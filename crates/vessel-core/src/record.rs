use std::collections::BTreeMap;

use serde::{Deserialize, Serialize};
use serde_json::Value;

/// A single vessel position/state message consumed from the record source.
///
/// `IMO` is the stable entity identity. Coordinates may be absent or `NaN`
/// and must be treated as "no valid position" by every downstream
/// evaluator — see [`VesselRecord::has_valid_position`].
#[derive(Debug, Clone, PartialEq, Serialize, Deserialize)]
pub struct VesselRecord {
    #[serde(rename = "IMO")]
    pub imo: i64,
    #[serde(rename = "Latitude")]
    pub latitude: Option<f64>,
    #[serde(rename = "Longitude")]
    pub longitude: Option<f64>,
    #[serde(rename = "Speed")]
    pub speed: Option<f64>,
    #[serde(rename = "Heading")]
    pub heading: Option<f64>,
    #[serde(rename = "Course")]
    pub course: Option<f64>,
    #[serde(rename = "Draught")]
    pub draught: Option<f64>,
    #[serde(rename = "VesselType")]
    pub vessel_type: Option<String>,
    #[serde(rename = "VesselClass")]
    pub vessel_class: Option<String>,
    #[serde(rename = "VesselStatus")]
    pub vessel_status: Option<String>,
    #[serde(rename = "VesselVoyageStatus")]
    pub vessel_voyage_status: Option<String>,
    #[serde(rename = "AISDestination")]
    pub ais_destination: Option<String>,
    #[serde(rename = "AreaName")]
    pub area_name: Option<String>,
    #[serde(rename = "AreaNameLevel1")]
    pub area_name_level1: Option<String>,
    #[serde(rename = "IsSeagoing")]
    pub is_seagoing: Option<bool>,
    #[serde(rename = "VesselName")]
    pub vessel_name: Option<String>,
    #[serde(rename = "ClientId", default)]
    pub client_id: Option<String>,
    /// Fields not modeled above, carried through opaquely for template
    /// rendering and rule `condition.field` lookups.
    #[serde(flatten)]
    pub passthrough: BTreeMap<String, Value>,
}

impl VesselRecord {
    /// A position is valid iff both coordinates are present and finite.
    pub fn has_valid_position(&self) -> bool {
        matches!(
            (self.latitude, self.longitude),
            (Some(lat), Some(lng)) if lat.is_finite() && lng.is_finite()
        )
    }

    /// Look up a scalar field by its external (PascalCase) name, covering
    /// both the strongly-typed fields and the passthrough map. Returns the
    /// value rendered as a string, the representation every evaluator and
    /// the template engine operate on.
    pub fn field_as_string(&self, field: &str) -> Option<String> {
        let value = match field {
            "IMO" => return Some(self.imo.to_string()),
            "Latitude" => self.latitude.map(|v| v.to_string()),
            "Longitude" => self.longitude.map(|v| v.to_string()),
            "Speed" => self.speed.map(|v| v.to_string()),
            "Heading" => self.heading.map(|v| v.to_string()),
            "Course" => self.course.map(|v| v.to_string()),
            "Draught" => self.draught.map(|v| v.to_string()),
            "VesselType" => self.vessel_type.clone(),
            "VesselClass" => self.vessel_class.clone(),
            "VesselStatus" => self.vessel_status.clone(),
            "VesselVoyageStatus" => self.vessel_voyage_status.clone(),
            "AISDestination" => self.ais_destination.clone(),
            "AreaName" => self.area_name.clone(),
            "AreaNameLevel1" => self.area_name_level1.clone(),
            "IsSeagoing" => self.is_seagoing.map(|v| v.to_string()),
            "VesselName" => self.vessel_name.clone(),
            "ClientId" => self.client_id.clone(),
            other => self
                .passthrough
                .get(other)
                .map(|v| value_to_plain_string(v)),
        };
        value
    }

    /// Look up a field as a numeric scalar, for the `compare` and `dynamic`
    /// evaluators' numeric operators. Returns `None` if absent or not
    /// parseable as a finite number.
    pub fn field_as_f64(&self, field: &str) -> Option<f64> {
        self.field_as_string(field)
            .and_then(|s| s.parse::<f64>().ok())
            .filter(|v| v.is_finite())
    }
}

fn value_to_plain_string(v: &Value) -> String {
    match v {
        Value::String(s) => s.clone(),
        Value::Bool(b) => b.to_string(),
        Value::Number(n) => n.to_string(),
        other => other.to_string(),
    }
}

#[cfg(test)]
mod tests {
    use super::*;

    fn base_record() -> VesselRecord {
        VesselRecord {
            imo: 9000001,
            latitude: Some(1.3),
            longitude: Some(103.8),
            speed: Some(12.5),
            heading: Some(90.0),
            course: Some(91.0),
            draught: Some(8.2),
            vessel_type: Some("Cargo".into()),
            vessel_class: Some("Bulk".into()),
            vessel_status: Some("Underway".into()),
            vessel_voyage_status: Some("InTransit".into()),
            ais_destination: Some("PORT OF SINGAPORE".into()),
            area_name: Some("Singapore Strait".into()),
            area_name_level1: Some("SEA".into()),
            is_seagoing: Some(true),
            vessel_name: Some("MV Example".into()),
            client_id: Some("client-1".into()),
            passthrough: BTreeMap::new(),
        }
    }

    #[test]
    fn valid_position_requires_both_finite_coordinates() {
        let mut r = base_record();
        assert!(r.has_valid_position());
        r.latitude = Some(f64::NAN);
        assert!(!r.has_valid_position());
        r.latitude = Some(1.3);
        r.longitude = None;
        assert!(!r.has_valid_position());
    }

    #[test]
    fn field_as_string_covers_typed_and_passthrough_fields() {
        let mut r = base_record();
        r.passthrough
            .insert("CustomFlag".into(), Value::String("abc".into()));
        assert_eq!(r.field_as_string("AISDestination").as_deref(), Some("PORT OF SINGAPORE"));
        assert_eq!(r.field_as_string("IMO").as_deref(), Some("9000001"));
        assert_eq!(r.field_as_string("CustomFlag").as_deref(), Some("abc"));
        assert_eq!(r.field_as_string("NoSuchField"), None);
    }

    #[test]
    fn field_as_f64_parses_numeric_fields_only() {
        let r = base_record();
        assert_eq!(r.field_as_f64("Speed"), Some(12.5));
        assert_eq!(r.field_as_f64("VesselName"), None);
    }
}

- - -

*Exercise requirements:*
Each line must be set down again exactly as above, with no line omitted.

*Solution to this problem:*
filename crates/vessel-core/src/record.rs
use std::collections::BTreeMap;

use serde::{Deserialize, Serialize};
use serde_json::Value;

/// A single vessel position/state message consumed from the record source.
///
/// `IMO` is the stable entity identity. Coordinates may be absent or `NaN`
/// and must be treated as "no valid position" by every downstream
/// evaluator — see [`VesselRecord::has_valid_position`].
#[derive(Debug, Clone, PartialEq, Serialize, Deserialize)]
pub struct VesselRecord {
    #[serde(rename = "IMO")]
    pub imo: i64,
    #[serde(rename = "Latitude")]
    pub latitude: Option<f64>,
    #[serde(rename = "Longitude")]
    pub longitude: Option<f64>,
    #[serde(rename = "Speed")]
    pub speed: Option<f64>,
    #[serde(rename = "Heading")]
    pub heading: Option<f64>,
    #[serde(rename = "Course")]
    pub course: Option<f64>,
    #[serde(rename = "Draught")]
    pub draught: Option<f64>,
    #[serde(rename = "VesselType")]
    pub vessel_type: Option<String>,
    #[serde(rename = "VesselClass")]
    pub vessel_class: Option<String>,
    #[serde(rename = "VesselStatus")]
    pub vessel_status: Option<String>,
    #[serde(rename = "VesselVoyageStatus")]
    pub vessel_voyage_status: Option<String>,
    #[serde(rename = "AISDestination")]
    pub ais_destination: Option<String>,
    #[serde(rename = "AreaName")]
    pub area_name: Option<String>,
    #[serde(rename = "AreaNameLevel1")]
    pub area_name_level1: Option<String>,
    #[serde(rename = "IsSeagoing")]
    pub is_seagoing: Option<bool>,
    #[serde(rename = "VesselName")]
    pub vessel_name: Option<String>,
    #[serde(rename = "ClientId", default)]
    pub client_id: Option<String>,
    /// Fields not modeled above, carried through opaquely for template
    /// rendering and rule `condition.field` lookups.
    #[serde(flatten)]
    pub passthrough: BTreeMap<String, Value>,
}

impl VesselRecord {
    /// A position is valid iff both coordinates are present and finite.
    pub fn has_valid_position(&self) -> bool {
        matches!(
            (self.latitude, self.longitude),
            (Some(lat), Some(lng)) if lat.is_finite() && lng.is_finite()
        )
    }

    /// Look up a scalar field by its external (PascalCase) name, covering
    /// both the strongly-typed fields and the passthrough map. Returns the
    /// value rendered as a string, the representation every evaluator and
    /// the template engine operate on.
    pub fn field_as_string(&self, field: &str) -> Option<String> {
        let value = match field {
            "IMO" => return Some(self.imo.to_string()),
            "Latitude" => self.latitude.map(|v| v.to_string()),
            "Longitude" => self.longitude.map(|v| v.to_string()),
            "Speed" => self.speed.map(|v| v.to_string()),
            "Heading" => self.heading.map(|v| v.to_string()),
            "Course" => self.course.map(|v| v.to_string()),
            "Draught" => self.draught.map(|v| v.to_string()),
            "VesselType" => self.vessel_type.clone(),
            "VesselClass" => self.vessel_class.clone(),
            "VesselStatus" => self.vessel_status.clone(),
            "VesselVoyageStatus" => self.vessel_voyage_status.clone(),
            "AISDestination" => self.ais_destination.clone(),
            "AreaName" => self.area_name.clone(),
            "AreaNameLevel1" => self.area_name_level1.clone(),
            "IsSeagoing" => self.is_seagoing.map(|v| v.to_string()),
            "VesselName" => self.vessel_name.clone(),
            "ClientId" => self.client_id.clone(),
            other => self
                .passthrough
                .get(other)
                .map(|v| value_to_plain_string(v)),
        };
        value
    }

    /// Look up a field as a numeric scalar, for the `compare` and `dynamic`
    /// evaluators' numeric operators. Returns `None` if absent or not
    /// parseable as a finite number.
    pub fn field_as_f64(&self, field: &str) -> Option<f64> {
        self.field_as_string(field)
            .and_then(|s| s.parse::<f64>().ok())
            .filter(|v| v.is_finite())
    }
}

fn value_to_plain_string(v: &Value) -> String {
    match v {
        Value::String(s) => s.clone(),
        Value::Bool(b) => b.to_string(),
        Value::Number(n) => n.to_string(),
        other => other.to_string(),
    }
}

#[cfg(test)]
mod tests {
    use super::*;

    fn base_record() -> VesselRecord {
        VesselRecord {
            imo: 9000001,
            latitude: Some(1.3),
            longitude: Some(103.8),
            speed: Some(12.5),
            heading: Some(90.0),
            course: Some(91.0),
            draught: Some(8.2),
            vessel_type: Some("Cargo".into()),
            vessel_class: Some("Bulk".into()),
            vessel_status: Some("Underway".into()),
            vessel_voyage_status: Some("InTransit".into()),
            ais_destination: Some("PORT OF SINGAPORE".into()),
            area_name: Some("Singapore Strait".into()),
            area_name_level1: Some("SEA".into()),
            is_seagoing: Some(true),
            vessel_name: Some("MV Example".into()),
            client_id: Some("client-1".into()),
            passthrough: BTreeMap::new(),
        }
    }

    #[test]
    fn valid_position_requires_both_finite_coordinates() {
        let mut r = base_record();
        assert!(r.has_valid_position());
        r.latitude = Some(f64::NAN);
        assert!(!r.has_valid_position());
        r.latitude = Some(1.3);
        r.longitude = None;
        assert!(!r.has_valid_position());
    }

    #[test]
    fn field_as_string_covers_typed_and_passthrough_fields() {
        let mut r = base_record();
        r.passthrough
            .insert("CustomFlag".into(), Value::String("abc".into()));
        assert_eq!(r.field_as_string("AISDestination").as_deref(), Some("PORT OF SINGAPORE"));
        assert_eq!(r.field_as_string("IMO").as_deref(), Some("9000001"));
        assert_eq!(r.field_as_string("CustomFlag").as_deref(), Some("abc"));
        assert_eq!(r.field_as_string("NoSuchField"), None);
    }

    #[test]
    fn field_as_f64_parses_numeric_fields_only() {
        let r = base_record();
        assert_eq!(r.field_as_f64("Speed"), Some(12.5));
        assert_eq!(r.field_as_f64("VesselName"), None);
    }
}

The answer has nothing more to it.